Every entry must appear in the output exactly as it does here.

[Saved data entries]
____

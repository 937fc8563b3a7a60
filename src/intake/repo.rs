use serde_json::Value;
use sqlx::types::Json;
use sqlx::PgPool;
use uuid::Uuid;

use super::repo_types::{IntakeForm, ScreeningModuleRecord};
use super::sections::{IntakeSection, SectionProgress};
use crate::error::{AppError, AppResult};
use crate::patch::Patch;

pub async fn create(db: &PgPool, user_id: Uuid) -> Result<IntakeForm, sqlx::Error> {
    sqlx::query_as::<_, IntakeForm>(
        "INSERT INTO client_intake_forms (user_id) VALUES ($1) RETURNING *",
    )
    .bind(user_id)
    .fetch_one(db)
    .await
}

pub async fn find_by_user(db: &PgPool, user_id: Uuid) -> Result<Option<IntakeForm>, sqlx::Error> {
    sqlx::query_as::<_, IntakeForm>("SELECT * FROM client_intake_forms WHERE user_id = $1")
        .bind(user_id)
        .fetch_optional(db)
        .await
}

pub async fn find_by_id(db: &PgPool, id: Uuid) -> Result<Option<IntakeForm>, sqlx::Error> {
    sqlx::query_as::<_, IntakeForm>("SELECT * FROM client_intake_forms WHERE id = $1")
        .bind(id)
        .fetch_optional(db)
        .await
}

/// Applies `patch` to the user's form and flags `section` as done.
/// The row is locked while `section_progress` is read and rewritten.
pub async fn update(
    db: &PgPool,
    user_id: Uuid,
    mut patch: Patch,
    section: Option<IntakeSection>,
) -> AppResult<Option<IntakeForm>> {
    let mut tx = db.begin().await?;

    let progress = sqlx::query_scalar::<_, Json<SectionProgress>>(
        "SELECT section_progress FROM client_intake_forms WHERE user_id = $1 FOR UPDATE",
    )
    .bind(user_id)
    .fetch_optional(&mut *tx)
    .await?;

    let Some(Json(mut progress)) = progress else {
        return Ok(None);
    };

    if let Some(section) = section {
        progress.mark(section);
        let stored = serde_json::to_value(&progress).map_err(AppError::internal)?;
        patch.set("section_progress", stored);
    }

    let mut query = patch.into_update("client_intake_forms", "user_id", user_id);
    let form = query
        .build_query_as::<IntakeForm>()
        .fetch_one(&mut *tx)
        .await?;

    tx.commit().await?;
    Ok(Some(form))
}

/// Marks the form complete and mirrors the state onto the owner.
pub async fn complete(db: &PgPool, user_id: Uuid) -> Result<Option<IntakeForm>, sqlx::Error> {
    let mut tx = db.begin().await?;

    let form = sqlx::query_as::<_, IntakeForm>(
        r#"
        UPDATE client_intake_forms
        SET is_complete = true, completed_at = COALESCE(completed_at, now()), updated_at = now()
        WHERE user_id = $1
        RETURNING *
        "#,
    )
    .bind(user_id)
    .fetch_optional(&mut *tx)
    .await?;

    let Some(form) = form else {
        return Ok(None);
    };

    sqlx::query(
        r#"
        UPDATE users
        SET intake_form_completed = true, intake_form_id = $1, updated_at = now()
        WHERE id = $2
        "#,
    )
    .bind(form.id)
    .bind(user_id)
    .execute(&mut *tx)
    .await?;

    tx.commit().await?;
    Ok(Some(form))
}

/// Deletes the form (modules cascade) and resets the owner. False when no
/// form has that id.
pub async fn delete(db: &PgPool, id: Uuid) -> Result<bool, sqlx::Error> {
    let mut tx = db.begin().await?;

    let owner = sqlx::query_scalar::<_, Uuid>(
        "DELETE FROM client_intake_forms WHERE id = $1 RETURNING user_id",
    )
    .bind(id)
    .fetch_optional(&mut *tx)
    .await?;

    let Some(owner) = owner else {
        return Ok(false);
    };

    sqlx::query(
        r#"
        UPDATE users
        SET intake_form_completed = false, intake_form_id = NULL, updated_at = now()
        WHERE id = $1
        "#,
    )
    .bind(owner)
    .execute(&mut *tx)
    .await?;

    tx.commit().await?;
    Ok(true)
}

pub async fn list(db: &PgPool, limit: i64, offset: i64) -> Result<(Vec<IntakeForm>, i64), sqlx::Error> {
    let total = sqlx::query_scalar::<_, i64>("SELECT COUNT(*) FROM client_intake_forms")
        .fetch_one(db)
        .await?;

    let forms = sqlx::query_as::<_, IntakeForm>(
        r#"
        SELECT * FROM client_intake_forms
        ORDER BY created_at DESC
        LIMIT $1 OFFSET $2
        "#,
    )
    .bind(limit)
    .bind(offset)
    .fetch_all(db)
    .await?;

    Ok((forms, total))
}

/// Inserts the scored module or overwrites an earlier submission of the same type.
pub async fn upsert_module(
    db: &PgPool,
    intake_form_id: Uuid,
    user_id: Uuid,
    module_type: &str,
    responses: Value,
    score: i32,
    severity_level: &str,
) -> Result<ScreeningModuleRecord, sqlx::Error> {
    sqlx::query_as::<_, ScreeningModuleRecord>(
        r#"
        INSERT INTO intake_screening_modules
            (intake_form_id, user_id, module_type, responses, score, severity_level)
        VALUES ($1, $2, $3, $4, $5, $6)
        ON CONFLICT ON CONSTRAINT uq_screening_form_module DO UPDATE
        SET user_id = EXCLUDED.user_id,
            responses = EXCLUDED.responses,
            score = EXCLUDED.score,
            severity_level = EXCLUDED.severity_level,
            completed_at = now()
        RETURNING *
        "#,
    )
    .bind(intake_form_id)
    .bind(user_id)
    .bind(module_type)
    .bind(responses)
    .bind(score)
    .bind(severity_level)
    .fetch_one(db)
    .await
}

pub async fn list_modules(db: &PgPool, intake_form_id: Uuid) -> Result<Vec<ScreeningModuleRecord>, sqlx::Error> {
    sqlx::query_as::<_, ScreeningModuleRecord>(
        r#"
        SELECT * FROM intake_screening_modules
        WHERE intake_form_id = $1
        ORDER BY completed_at DESC
        "#,
    )
    .bind(intake_form_id)
    .fetch_all(db)
    .await
}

____

▶ **RESPONSE TO THIS TASK**:
repository 937fc8563b3a7a60
filename src/intake/repo.rs
use serde_json::Value;
use sqlx::types::Json;
use sqlx::PgPool;
use uuid::Uuid;

use super::repo_types::{IntakeForm, ScreeningModuleRecord};
use super::sections::{IntakeSection, SectionProgress};
use crate::error::{AppError, AppResult};
use crate::patch::Patch;

pub async fn create(db: &PgPool, user_id: Uuid) -> Result<IntakeForm, sqlx::Error> {
    sqlx::query_as::<_, IntakeForm>(
        "INSERT INTO client_intake_forms (user_id) VALUES ($1) RETURNING *",
    )
    .bind(user_id)
    .fetch_one(db)
    .await
}

pub async fn find_by_user(db: &PgPool, user_id: Uuid) -> Result<Option<IntakeForm>, sqlx::Error> {
    sqlx::query_as::<_, IntakeForm>("SELECT * FROM client_intake_forms WHERE user_id = $1")
        .bind(user_id)
        .fetch_optional(db)
        .await
}

pub async fn find_by_id(db: &PgPool, id: Uuid) -> Result<Option<IntakeForm>, sqlx::Error> {
    sqlx::query_as::<_, IntakeForm>("SELECT * FROM client_intake_forms WHERE id = $1")
        .bind(id)
        .fetch_optional(db)
        .await
}

/// Applies `patch` to the user's form and flags `section` as done.
/// The row is locked while `section_progress` is read and rewritten.
pub async fn update(
    db: &PgPool,
    user_id: Uuid,
    mut patch: Patch,
    section: Option<IntakeSection>,
) -> AppResult<Option<IntakeForm>> {
    let mut tx = db.begin().await?;

    let progress = sqlx::query_scalar::<_, Json<SectionProgress>>(
        "SELECT section_progress FROM client_intake_forms WHERE user_id = $1 FOR UPDATE",
    )
    .bind(user_id)
    .fetch_optional(&mut *tx)
    .await?;

    let Some(Json(mut progress)) = progress else {
        return Ok(None);
    };

    if let Some(section) = section {
        progress.mark(section);
        let stored = serde_json::to_value(&progress).map_err(AppError::internal)?;
        patch.set("section_progress", stored);
    }

    let mut query = patch.into_update("client_intake_forms", "user_id", user_id);
    let form = query
        .build_query_as::<IntakeForm>()
        .fetch_one(&mut *tx)
        .await?;

    tx.commit().await?;
    Ok(Some(form))
}

/// Marks the form complete and mirrors the state onto the owner.
pub async fn complete(db: &PgPool, user_id: Uuid) -> Result<Option<IntakeForm>, sqlx::Error> {
    let mut tx = db.begin().await?;

    let form = sqlx::query_as::<_, IntakeForm>(
        r#"
        UPDATE client_intake_forms
        SET is_complete = true, completed_at = COALESCE(completed_at, now()), updated_at = now()
        WHERE user_id = $1
        RETURNING *
        "#,
    )
    .bind(user_id)
    .fetch_optional(&mut *tx)
    .await?;

    let Some(form) = form else {
        return Ok(None);
    };

    sqlx::query(
        r#"
        UPDATE users
        SET intake_form_completed = true, intake_form_id = $1, updated_at = now()
        WHERE id = $2
        "#,
    )
    .bind(form.id)
    .bind(user_id)
    .execute(&mut *tx)
    .await?;

    tx.commit().await?;
    Ok(Some(form))
}

/// Deletes the form (modules cascade) and resets the owner. False when no
/// form has that id.
pub async fn delete(db: &PgPool, id: Uuid) -> Result<bool, sqlx::Error> {
    let mut tx = db.begin().await?;

    let owner = sqlx::query_scalar::<_, Uuid>(
        "DELETE FROM client_intake_forms WHERE id = $1 RETURNING user_id",
    )
    .bind(id)
    .fetch_optional(&mut *tx)
    .await?;

    let Some(owner) = owner else {
        return Ok(false);
    };

    sqlx::query(
        r#"
        UPDATE users
        SET intake_form_completed = false, intake_form_id = NULL, updated_at = now()
        WHERE id = $1
        "#,
    )
    .bind(owner)
    .execute(&mut *tx)
    .await?;

    tx.commit().await?;
    Ok(true)
}

pub async fn list(db: &PgPool, limit: i64, offset: i64) -> Result<(Vec<IntakeForm>, i64), sqlx::Error> {
    let total = sqlx::query_scalar::<_, i64>("SELECT COUNT(*) FROM client_intake_forms")
        .fetch_one(db)
        .await?;

    let forms = sqlx::query_as::<_, IntakeForm>(
        r#"
        SELECT * FROM client_intake_forms
        ORDER BY created_at DESC
        LIMIT $1 OFFSET $2
        "#,
    )
    .bind(limit)
    .bind(offset)
    .fetch_all(db)
    .await?;

    Ok((forms, total))
}

/// Inserts the scored module or overwrites an earlier submission of the same type.
pub async fn upsert_module(
    db: &PgPool,
    intake_form_id: Uuid,
    user_id: Uuid,
    module_type: &str,
    responses: Value,
    score: i32,
    severity_level: &str,
) -> Result<ScreeningModuleRecord, sqlx::Error> {
    sqlx::query_as::<_, ScreeningModuleRecord>(
        r#"
        INSERT INTO intake_screening_modules
            (intake_form_id, user_id, module_type, responses, score, severity_level)
        VALUES ($1, $2, $3, $4, $5, $6)
        ON CONFLICT ON CONSTRAINT uq_screening_form_module DO UPDATE
        SET user_id = EXCLUDED.user_id,
            responses = EXCLUDED.responses,
            score = EXCLUDED.score,
            severity_level = EXCLUDED.severity_level,
            completed_at = now()
        RETURNING *
        "#,
    )
    .bind(intake_form_id)
    .bind(user_id)
    .bind(module_type)
    .bind(responses)
    .bind(score)
    .bind(severity_level)
    .fetch_one(db)
    .await
}

pub async fn list_modules(db: &PgPool, intake_form_id: Uuid) -> Result<Vec<ScreeningModuleRecord>, sqlx::Error> {
    sqlx::query_as::<_, ScreeningModuleRecord>(
        r#"
        SELECT * FROM intake_screening_modules
        WHERE intake_form_id = $1
        ORDER BY completed_at DESC
        "#,
    )
    .bind(intake_form_id)
    .fetch_all(db)
    .await
}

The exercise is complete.